Clinical and genetic risk factors define two risk groups of extracranial malignant rhabdoid tumours (eMRT/RTK).

Eur J Cancer 2021 01 27;142:112-122. Epub 2020 Nov 27.

Department of Pediatric Hematology and Oncology, University Medical Center Hamburg-Eppendorf, Hamburg, Germany.

Introduction: Extracranial rhabdoid tumours are rare, highly aggressive malignancies primarily affecting young children. The EU-RHAB registry was initiated in 2009 to prospectively collect data of rhabdoid tumour patients treated according to the EU-RHAB therapeutic framework.

Methods: We evaluated 100 patients recruited within EU-RHAB (2009-2018). Tumours and matching blood samples were examined for SMARCB1 mutations by sequencing and cytogenetics.

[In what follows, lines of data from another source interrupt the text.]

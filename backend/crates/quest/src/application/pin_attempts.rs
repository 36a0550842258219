//! PIN Attempt Accounting
//!
//! Every PIN check counts against the caller's own bucket (`{scope}:{client}`).
//! Wrong PINs also count against a bucket shared by all callers
//! (`{scope}:*`), so changing the client address does not buy more guesses.

use platform::rate_limit::RateLimitStore;

use crate::application::config::QuestConfig;
use crate::error::{QuestError, QuestResult};

pub struct PinAttempts<'a, L>
where
    L: RateLimitStore,
{
    limiter: &'a L,
    config: &'a QuestConfig,
    client_bucket: String,
    shared_bucket: String,
}

impl<'a, L> PinAttempts<'a, L>
where
    L: RateLimitStore,
{
    /// `scope` names the guarded PIN, e.g. `master` or `seeker:S1`
    pub fn new(limiter: &'a L, config: &'a QuestConfig, scope: &str, client_key: &str) -> Self {
        Self {
            limiter,
            config,
            client_bucket: format!("{scope}:{client_key}"),
            shared_bucket: format!("{scope}:*"),
        }
    }

    /// Count one attempt; returns the caller's remaining attempts
    pub async fn admit(&self) -> QuestResult<u32> {
        let shared = self
            .limiter
            .check(&self.shared_bucket, &self.config.pin_failures)
            .await;
        if !shared.allowed {
            tracing::warn!(
                bucket = %self.shared_bucket,
                retry_after_secs = shared.retry_after.as_secs(),
                "PIN locked for all clients"
            );
            return Err(QuestError::TooManyAttempts);
        }

        let attempt = self
            .limiter
            .check_and_increment(&self.client_bucket, &self.config.pin_attempts)
            .await;
        if !attempt.allowed {
            tracing::warn!(
                bucket = %self.client_bucket,
                retry_after_secs = attempt.retry_after.as_secs(),
                "PIN attempts exhausted"
            );
            return Err(QuestError::TooManyAttempts);
        }
        Ok(attempt.remaining)
    }

    pub async fn failed(&self) {
        self.limiter
            .check_and_increment(&self.shared_bucket, &self.config.pin_failures)
            .await;
    }

    /// A correct PIN clears the caller's own bucket only
    pub async fn succeeded(&self) {
        self.limiter.reset(&self.client_bucket).await;
    }
}

#[cfg(test)]
mod tests {
    use super::*;
    use platform::rate_limit::{MemoryRateLimitStore, RateLimitConfig};

    fn config() -> QuestConfig {
        QuestConfig {
            pin_attempts: RateLimitConfig::new(3, 60),
            pin_failures: RateLimitConfig::new(5, 60),
            ..QuestConfig::development()
        }
    }

    #[tokio::test]
    async fn test_failures_from_many_clients_share_a_cap() {
        let limiter = MemoryRateLimitStore::new();
        let config = config();

        for n in 0..5 {
            let attempts = PinAttempts::new(&limiter, &config, "master", &format!("10.0.0.{n}"));
            assert!(attempts.admit().await.is_ok());
            attempts.failed().await;
        }

        let fresh = PinAttempts::new(&limiter, &config, "master", "10.0.0.99");
        assert!(matches!(fresh.admit().await, Err(QuestError::TooManyAttempts)));

        // Other scopes keep their own cap
        let seeker = PinAttempts::new(&limiter, &config, "seeker:S1", "10.0.0.99");
        assert!(seeker.admit().await.is_ok());
    }

    #[tokio::test]
    async fn test_successes_do_not_drain_the_shared_cap() {
        let limiter = MemoryRateLimitStore::new();
        let config = config();
        let attempts = PinAttempts::new(&limiter, &config, "master", "127.0.0.1");

        for _ in 0..20 {
            assert!(attempts.admit().await.is_ok());
            attempts.succeeded().await;
        }
    }

    #[tokio::test]
    async fn test_client_bucket_counts_every_attempt() {
        let limiter = MemoryRateLimitStore::new();
        let config = config();
        let attempts = PinAttempts::new(&limiter, &config, "master", "127.0.0.1");

        assert_eq!(attempts.admit().await.unwrap(), 2);
        assert_eq!(attempts.admit().await.unwrap(), 1);
        assert_eq!(attempts.admit().await.unwrap(), 0);
        assert!(matches!(attempts.admit().await, Err(QuestError::TooManyAttempts)));
    }
}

Results: A total of 70 patients presented with extracranial, extrarenal tumours (eMRT) and 30 with renal rhabdoid tumours (RTK). Nine patients demonstrated synchronous tumours. Distant metastases at diagnosis (M+) were present in 35% (35/100), localised disease (M0) with (LN+) and without (LN-) loco-regional lymph node involvement in 65% (65/100). SMARCB1 germline mutations (GLM) were detected in 21% (17/81 evaluable) of patients. The 5-year overall survival (OS) and event-free survival (EFS) rates were 45.8 ± 5.4% and 35.2 ± 5.1%, respectively. On univariate analyses, age at diagnosis (≥12 months), M0-stage, absence of synchronous tumours, absence of a GLM, gross total resection (GTR), radiotherapy and achieving a CR were significantly associated with favourable outcomes. In an adjusted multivariate model presence of a GLM, M+ and lack of a GTR were the strongest significant negative predictors of outcome.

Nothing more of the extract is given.